Engels distingue entre le « parti ouvrier bourgeois » des vieilles trade-unions, la minorité privilégiée, et la « masse inférieure », la majorité véritable; il en appelle à cette majorité qui n'est pas contaminée par la « respectabilité bourgeoise ». Là est le fond de la tactique marxiste ! (Tactique à laquelle la totalité des trotskystes tourneront résolument le dos. - LVOG)

(...)

En montrant que les opportunistes et les social-chauvins trahissent en fait lés intérêts de la masse, défendant les privilèges momentanés d'une minorité d'ouvriers (Nos détracteurs en font partie, ceci explique sans doute cela. - LVOG), propagent les idées et l'influence bourgeoises et sont en fait les alliés et les agents de la bourgeoisie, nous apprenons aux masses à discerner leurs véritables intérêts politiques et à lutter pour le socialisme et la révolution à travers les longues et douloureuses péripéties des guerres impérialistes et des armistices impérialistes. (En tous temps on peut lutter pour le socialisme et la révolution, allez dire cela aux opportunistes qui parlent en notre nom.

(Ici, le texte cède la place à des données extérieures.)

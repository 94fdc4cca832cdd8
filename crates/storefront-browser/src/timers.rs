// SPDX-License-Identifier: Apache-2.0
// © James Ross Ω FLYING•ROBOTS <https://github.com/flyingrobots>
//! `setTimeout`-backed timer host.
//!
//! Every [`TimerId`] maps to at most one browser handle. When a callback
//! fires, the handle is forgotten before the owner sees the id, so a late
//! `cancel` for an already-fired timer is a no-op.

use std::collections::BTreeMap;
use std::rc::Rc;

use storefront_app_core::timer::TimerId;
use storefront_carousel::{TimerHost, TimerKind};
use wasm_bindgen::prelude::*;
use wasm_bindgen::JsCast;
use web_sys::Window;

use crate::console;

/// Callback invoked with the id of a fired timer.
pub(crate) type FireSink = Rc<dyn Fn(TimerId)>;

pub(crate) struct BrowserTimers {
    window: Window,
    fire: FireSink,
    handles: BTreeMap<TimerId, i32>,
}

impl BrowserTimers {
    pub(crate) fn new(window: Window, fire: FireSink) -> Self {
        Self {
            window,
            fire,
            handles: BTreeMap::new(),
        }
    }

    /// Arm a browser timeout that reports `timer` after `delay_ms`.
    pub(crate) fn set(&mut self, timer: TimerId, delay_ms: u32) {
        let fire = Rc::clone(&self.fire);
        let callback = Closure::once_into_js(move || fire(timer));
        let delay = i32::try_from(delay_ms).unwrap_or(i32::MAX);
        match self
            .window
            .set_timeout_with_callback_and_timeout_and_arguments_0(callback.unchecked_ref(), delay)
        {
            Ok(handle) => {
                self.handles.insert(timer, handle);
            }
            Err(err) => console::error(&format!("setTimeout failed for {timer}"), &err),
        }
    }

    /// Drop the handle of a timer that has fired.
    pub(crate) fn forget(&mut self, timer: TimerId) {
        self.handles.remove(&timer);
    }

    /// Clear a pending timeout.
    pub(crate) fn clear(&mut self, timer: TimerId) {
        if let Some(handle) = self.handles.remove(&timer) {
            self.window.clear_timeout_with_handle(handle);
        }
    }
}

impl TimerHost for BrowserTimers {
    fn schedule(&mut self, timer: TimerId, _kind: TimerKind, delay_ms: u32) {
        self.set(timer, delay_ms);
    }

    fn cancel(&mut self, timer: TimerId) {
        self.clear(timer);
    }
}
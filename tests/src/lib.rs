//! Host-side helpers and integration tests for the Morse writer

use morse_core::mock::Event;

#[cfg(test)]
mod hal_adapter_tests;

/// One stretch of constant line state
#[derive(Copy, Clone, Debug, PartialEq, Eq)]
pub struct Segment {
    pub keyed: bool,
    pub ms: u32,
}

impl Segment {
    pub const fn on(ms: u32) -> Self {
        Self { keyed: true, ms }
    }

    pub const fn off(ms: u32) -> Self {
        Self { keyed: false, ms }
    }
}

/// Collapse recorded events into (state, duration) segments.
///
/// Back-to-back holds in the same state are merged, so a dot's trailing
/// gap and a following letter gap read as one 4 unit silence.
pub fn timeline(events: &[Event]) -> Vec<Segment> {
    let mut keyed = false;
    let mut segments: Vec<Segment> = Vec::new();

    for event in events {
        match *event {
            Event::KeyDown => keyed = true,
            Event::KeyUp => keyed = false,
            Event::Delay(ms) => match segments.last_mut() {
                Some(last) if last.keyed == keyed => last.ms += ms,
                _ => segments.push(Segment { keyed, ms }),
            },
        }
    }

    segments
}

/// Render segments as a strip, one character per unit
pub fn render(segments: &[Segment], unit_ms: u32) -> String {
    segments
        .iter()
        .flat_map(|segment| {
            let c = if segment.keyed { '=' } else { '.' };
            std::iter::repeat(c).take((segment.ms / unit_ms.max(1)) as usize)
        })
        .collect()
}

#[cfg(test)]
mod tests {
    use super::*;

    #[test]
    fn test_timeline_merges_silence() {
        let events = [
            Event::KeyDown,
            Event::Delay(100),
            Event::KeyUp,
            Event::Delay(100),
            Event::KeyUp,
            Event::Delay(300),
        ];

        assert_eq!(timeline(&events), vec![Segment::on(100), Segment::off(400)]);
    }

    #[test]
    fn test_render() {
        let segments = [Segment::on(300), Segment::off(100), Segment::on(100)];
        assert_eq!(render(&segments, 100), "===.=");
    }
}
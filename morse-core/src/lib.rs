#![cfg_attr(not(feature = "std"), no_std)]

//! # Morse Core
//!
//! International Morse Code for embedded systems.
//! Packs the ITU table into one byte per character and keys it onto a
//! binary output (LED, buzzer, transmitter keying line) with blocking,
//! unit-accurate timing.

pub mod types;
pub mod table;
pub mod hal;
pub mod writer;


pub use types::*;
pub use table::*;
pub use hal::*;
pub use writer::*;

/// Morse library version
pub const VERSION: &str = env!("CARGO_PKG_VERSION");

/// Default configuration: 250 ms dot
pub fn default_config() -> MorseConfig {
    MorseConfig::default()
}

Non, tout compte fait c'est inutile et ce serait une perte de temps, ils sont incurables. - LVOG)

Expliquer aux masses que la scission avec l'opportunisme est inévitable et nécessaire, les éduquer pour la révolution par une lutte implacable contre ce dernier, mettre à profit l'expérience de la guerre pour dévoiler toutes les ignominies de la politique ouvrière nationale libérale au lieu de les camoufler : telle est la seule ligne marxiste dans le mouvement ouvrier mondial.

(Un siècle nous séparant de cet article, depuis l'opportunisme a emprunté une multitude de masques, aux partis politiques issus des IIe, IIIe et IVe Internationale, il faut ajouter les ONG et les associations en tous genres à but dit humanitaire ou social qui sont censées soulager la misère des masses et qui en réalité ne font qu'en prolonger les souffrances ou perpétuer l'agonie. Terminons sur une note optimiste, en espérant que la crise qui traverse tous les partis ouvriers et les scissions auxquelles elle donnera lieu, permettront de refonder l'avant-garde révolutionnaire sur la base du marxisme et du socialisme, espérons que de nouvelles générations de militants sauront se délivrer du poison mortel de l'opportunisme et renoueront avec la tradition révolutionnaire du prolétariat du début du XXe siècle. - LVOG)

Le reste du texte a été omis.